One the first blogs I wrote was about surrender — twice . Surrender is integral to working the 12 steps of any anonymous program. Surrendering my ‘control’ over food is my surrender today and every day I live in recovery.
Yesterday was not a day of recovery for me. It was not a day of surrender for me. It was a day of being taking back my perceived power. It was me thinking I can have ‘just a bit’ of this and ‘just a bit’ of that.
It is a truism of recovery that remains true for me today as it did when it first manifested in my life:
My disease is doing push-ups while I am working my program.
The moment I stop working my program, disease moves in and set ups shop in my heart and mind. I begin to think I am exempt from abstaining from my compulsive food behaviors. I begin to think I can nibble while cooking, that I can eat spoonfuls while hiding, that I can obsess about getting more and more and more. I begin to think that a little bit more won’t hurt.
This thinking always ends where it ended last night: hiding in the kitchen eating myself sick.
Yes, I was upset yesterday about my therapy work to heal from sexual trauma. Yes, I was upset, and I chose to take comfort in food instead of in the healthy coping skills I have learned while in recovery and therapy.
So I remind myself of the coping skills that WORK for ME:
- Art Therapy – drawing, coloring, playing with clay or play dough
- Writing – journaling, step writing; I was going to include therapy writing, but I realized writing about my rape recovery work triggers me. So for me, writing for sexual healing will now be done when feeling stable, not edgy.

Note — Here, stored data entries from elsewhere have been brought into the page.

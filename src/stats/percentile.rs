//! Percentile and mean helpers.

/// Fraction used for the 95th percentile.
pub const P95: f64 = 0.95;

/// Compute the `fraction` percentile of `samples` (`0.0..=1.0`).
///
/// Uses linear interpolation between the closest ranks: with the samples
/// sorted ascending and `k = fraction * (n - 1)`, the result is
/// `sorted[floor(k)]` when `k` is integral, otherwise
/// `sorted[f] + (sorted[c] - sorted[f]) * (k - f)` for `f = floor(k)`,
/// `c = ceil(k)`.
///
/// Returns `None` for an empty slice or a fraction outside `[0, 1]`
/// (including NaN). NaN samples sort above every number.
///
/// # Example
///
/// ```
/// use regionstat::stats::{percentile, P95};
///
/// let p95 = percentile(&[10.0, 20.0, 30.0, 40.0, 50.0], P95).unwrap();
/// assert!((p95 - 48.0).abs() < 1e-9);
/// ```
pub fn percentile(samples: &[f64], fraction: f64) -> Option<f64> {
    if samples.is_empty() || !(0.0..=1.0).contains(&fraction) {
        return None;
    }

    let mut sorted = samples.to_vec();
    sorted.sort_by(f64::total_cmp);

    let k = fraction * (sorted.len() - 1) as f64;
    let f = k.floor();
    let c = k.ceil();
    let lower = sorted[f as usize];

    if f == c {
        return Some(lower);
    }

    let upper = sorted[c as usize];
    Some(lower + (upper - lower) * (k - f))
}

/// Arithmetic mean, or `None` for an empty slice.
pub fn mean(samples: &[f64]) -> Option<f64> {
    if samples.is_empty() {
        return None;
    }
    Some(samples.iter().sum::<f64>() / samples.len() as f64)
}

#[cfg(test)]
mod tests {
    use super::*;

    fn approx(a: f64, b: f64) -> bool {
        (a - b).abs() < 1e-9
    }

    #[test]
    fn test_p95_five_values() {
        let p95 = percentile(&[10.0, 20.0, 30.0, 40.0, 50.0], P95).unwrap();
        assert!(approx(p95, 48.0), "got {}", p95);
    }

    #[test]
    fn test_p95_two_values() {
        let p95 = percentile(&[100.0, 300.0], P95).unwrap();
        assert!(approx(p95, 290.0), "got {}", p95);
    }

    #[test]
    fn test_single_value_is_exact() {
        assert_eq!(percentile(&[42.5], P95), Some(42.5));
        assert_eq!(percentile(&[42.5], 0.0), Some(42.5));
    }

    #[test]
    fn test_unsorted_input() {
        let p95 = percentile(&[50.0, 10.0, 40.0, 20.0, 30.0], P95).unwrap();
        assert!(approx(p95, 48.0));
    }

    #[test]
    fn test_integral_rank_returns_sample() {
        // n = 21 -> k = 0.95 * 20 = 19
        let samples: Vec<f64> = (0..21).map(|i| i as f64 * 10.0).collect();
        let p95 = percentile(&samples, P95).unwrap();
        assert!(approx(p95, 190.0));
    }

    #[test]
    fn test_bounds() {
        let samples = [3.0, 1.0, 2.0];
        assert_eq!(percentile(&samples, 0.0), Some(1.0));
        assert_eq!(percentile(&samples, 1.0), Some(3.0));
        assert_eq!(percentile(&samples, 0.5), Some(2.0));
    }

    #[test]
    fn test_ties() {
        let p95 = percentile(&[7.0, 7.0, 7.0, 7.0], P95).unwrap();
        assert_eq!(p95, 7.0);
    }

    #[test]
    fn test_fraction_out_of_range() {
        let samples = [1.0, 2.0, 3.0];
        assert_eq!(percentile(&samples, 1.5), None);
        assert_eq!(percentile(&samples, -0.1), None);
        assert_eq!(percentile(&samples, f64::NAN), None);
    }

    #[test]
    fn test_nan_samples_sort_last() {
        let samples = [2.0, f64::NAN, 1.0];
        assert_eq!(percentile(&samples, 0.0), Some(1.0));
        assert_eq!(percentile(&samples, 0.5), Some(2.0));
        assert!(percentile(&samples, 1.0).unwrap().is_nan());
    }

    #[test]
    fn test_empty() {
        assert_eq!(percentile(&[], P95), None);
        assert_eq!(mean(&[]), None);
    }

    #[test]
    fn test_mean() {
        assert_eq!(mean(&[100.0, 200.0]), Some(150.0));
        assert_eq!(mean(&[99.0, 98.0]), Some(98.5));
    }
}
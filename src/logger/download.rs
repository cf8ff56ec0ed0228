//! Download session state machine
//!
//! One download may be active at a time. Every `begin` opens a new epoch;
//! progress and completion notifications are only honored while a session
//! is downloading, so a duplicate completion after `Completed` or a stray one
//! before any download is dropped without effect.

use std::fmt;
use std::time::{Duration, Instant};

use tokio::sync::oneshot;
use tracing::{debug, info, warn};

use crate::error::{BoardError, Result};

/// Progress callback, called with `(received, expected)` entry counts
pub type ProgressCallback = Box<dyn FnMut(u32, u32) + Send>;

/// State of the download session
#[derive(Debug, Clone, PartialEq, Eq, Default)]
pub enum DownloadState {
    #[default]
    NotStarted,
    Downloading {
        epoch: u64,
        expected: u32,
        received: u32,
    },
    Completed {
        epoch: u64,
        received: u32,
    },
    Interrupted(String),
}

impl DownloadState {
    pub fn is_downloading(&self) -> bool {
        matches!(self, DownloadState::Downloading { .. })
    }
}

impl fmt::Display for DownloadState {
    fn fmt(&self, f: &mut fmt::Formatter<'_>) -> fmt::Result {
        match self {
            DownloadState::NotStarted => write!(f, "not started"),
            DownloadState::Downloading {
                expected, received, ..
            } => write!(f, "downloading {}/{}", received, expected),
            DownloadState::Completed { received, .. } => {
                write!(f, "completed ({} entries)", received)
            }
            DownloadState::Interrupted(reason) => write!(f, "interrupted: {}", reason),
        }
    }
}

/// Outcome of a completed download
#[derive(Debug, Clone, PartialEq, Eq)]
pub struct DownloadSummary {
    pub epoch: u64,
    /// Entry count the board reported before the readout
    pub expected: u32,
    /// Entries parsed from readout notifications
    pub entries: u32,
    /// Samples dispatched after reassembly
    pub samples: u32,
    /// Entries of loggers with no binding
    pub unmatched: u32,
    pub elapsed: Duration,
}

#[derive(Default)]
pub struct DownloadSession {
    state: DownloadState,
    epoch: u64,
    started: Option<Instant>,
    samples: u32,
    unmatched: u32,
    progress: Option<ProgressCallback>,
    completion: Option<oneshot::Sender<Result<DownloadSummary>>>,
}

impl fmt::Debug for DownloadSession {
    fn fmt(&self, f: &mut fmt::Formatter<'_>) -> fmt::Result {
        f.debug_struct("DownloadSession")
            .field("state", &self.state)
            .field("epoch", &self.epoch)
            .finish_non_exhaustive()
    }
}

impl DownloadSession {
    pub fn new() -> Self {
        Self::default()
    }

    pub fn state(&self) -> &DownloadState {
        &self.state
    }

    pub fn is_active(&self) -> bool {
        self.state.is_downloading()
    }

    pub fn epoch(&self) -> u64 {
        self.epoch
    }

    /// Open a session expecting `expected` entries
    ///
    /// The returned receiver resolves on completion or interruption.
    pub fn begin(
        &mut self,
        expected: u32,
        progress: Option<ProgressCallback>,
    ) -> Result<oneshot::Receiver<Result<DownloadSummary>>> {
        if self.is_active() {
            return Err(BoardError::InvalidOperation(
                "a log download is already in progress".into(),
            ));
        }
        self.epoch += 1;
        let (tx, rx) = oneshot::channel();
        self.state = DownloadState::Downloading {
            epoch: self.epoch,
            expected,
            received: 0,
        };
        self.started = Some(Instant::now());
        self.samples = 0;
        self.unmatched = 0;
        self.progress = progress;
        self.completion = Some(tx);
        info!("log download #{} started, {} entries", self.epoch, expected);
        Ok(rx)
    }

    /// Count entries parsed from one readout notification
    pub fn on_entries(&mut self, entries: u32, samples: u32, unmatched: u32) {
        if let DownloadState::Downloading { received, .. } = &mut self.state {
            *received = received.saturating_add(entries);
            self.samples = self.samples.saturating_add(samples);
            self.unmatched = self.unmatched.saturating_add(unmatched);
        }
    }

    /// Handle a progress notification; zero remaining completes the session
    ///
    /// Returns the summary when this notification completed the download.
    pub fn on_progress(&mut self, remaining: u32) -> Option<DownloadSummary> {
        let DownloadState::Downloading {
            epoch,
            expected,
            received,
        } = self.state
        else {
            debug!(
                "dropping readout progress ({} remaining) with no active download",
                remaining
            );
            return None;
        };

        if let Some(callback) = self.progress.as_mut() {
            callback(expected.saturating_sub(remaining), expected);
        }
        if remaining > 0 {
            debug!("log download #{}: {} entries remaining", epoch, remaining);
            return None;
        }

        let summary = DownloadSummary {
            epoch,
            expected,
            entries: received,
            samples: self.samples,
            unmatched: self.unmatched,
            elapsed: self.started.map(|s| s.elapsed()).unwrap_or_default(),
        };
        self.state = DownloadState::Completed { epoch, received };
        self.progress = None;
        info!(
            "log download #{} completed: {} entries in {:?}",
            epoch, received, summary.elapsed
        );
        if let Some(tx) = self.completion.take() {
            let _ = tx.send(Ok(summary.clone()));
        }
        Some(summary)
    }

    /// Fail the active download with `ConnectionLost`
    pub fn interrupt(&mut self, reason: impl Into<String>) -> bool {
        self.fail(reason, BoardError::ConnectionLost)
    }

    /// Fail the active download with `error`
    pub fn fail(&mut self, reason: impl Into<String>, error: BoardError) -> bool {
        if !self.is_active() {
            return false;
        }
        let reason = reason.into();
        warn!("log download #{} interrupted: {}", self.epoch, reason);
        self.state = DownloadState::Interrupted(reason);
        self.progress = None;
        if let Some(tx) = self.completion.take() {
            let _ = tx.send(Err(error));
        }
        true
    }
}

- Yoga – being on the mat is so freeing and integrative for me
- Talking – calling trusted friends and family, talking to my husband, talking to sponsor
- Sleep – my self destruction typically calls to me at night, so sleep is a powerful coping skill. I sometimes find it hard to sleep, so I take melatonin as needed.
- Screaming – I can do this in the car. Good skill for me. I haven’t ever used this at night, but it is a good idea that just came to me. If my husband is home, I can leave our kid with him and drive around to scream.
- Prayer & Meditation – I am surprised and not surprised this is not higher on the list. When I started rape recovery work earlier this year, the influx of memories dimmed my connection with my Higher Power, my source of comfort. When I stopped the work, Higher Power slowly came back to me. And now restarting the therapy work once more dims the connection. Happily, I learned from my experience earlier this year that the connection is not broken, it is simply dimmed. Only continuing recovery work will heal the connection completely AND heal me.
Overall, I learned a lot this year. And like so much in life, I may have to relearn certain lessons from time to time. Yesterday, I relearned my powerlessness. Yesterday, I relearned the essential power of working the steps and being in contact with my sponsor – especially when my Higher Power connection isn’t strong – like now. I hadn’t fully admitted to myself that my connection is dimming again, so the realization of this fact is important. Again, I will incorporate the ‘acting as if’ methodology into my life. And once again, I remind myself that this too shall pass.
What shall not pass is the fact that I am powerless over food. What shall not pass is the fact that working my program and being in contact with my sponsor sustain me in times of spiritual cloudiness. What shall not pass is that fact that I am a compulsive eater, can not manage my own life or my food. What shall not pass is the fact that I am loved, and I am lovable.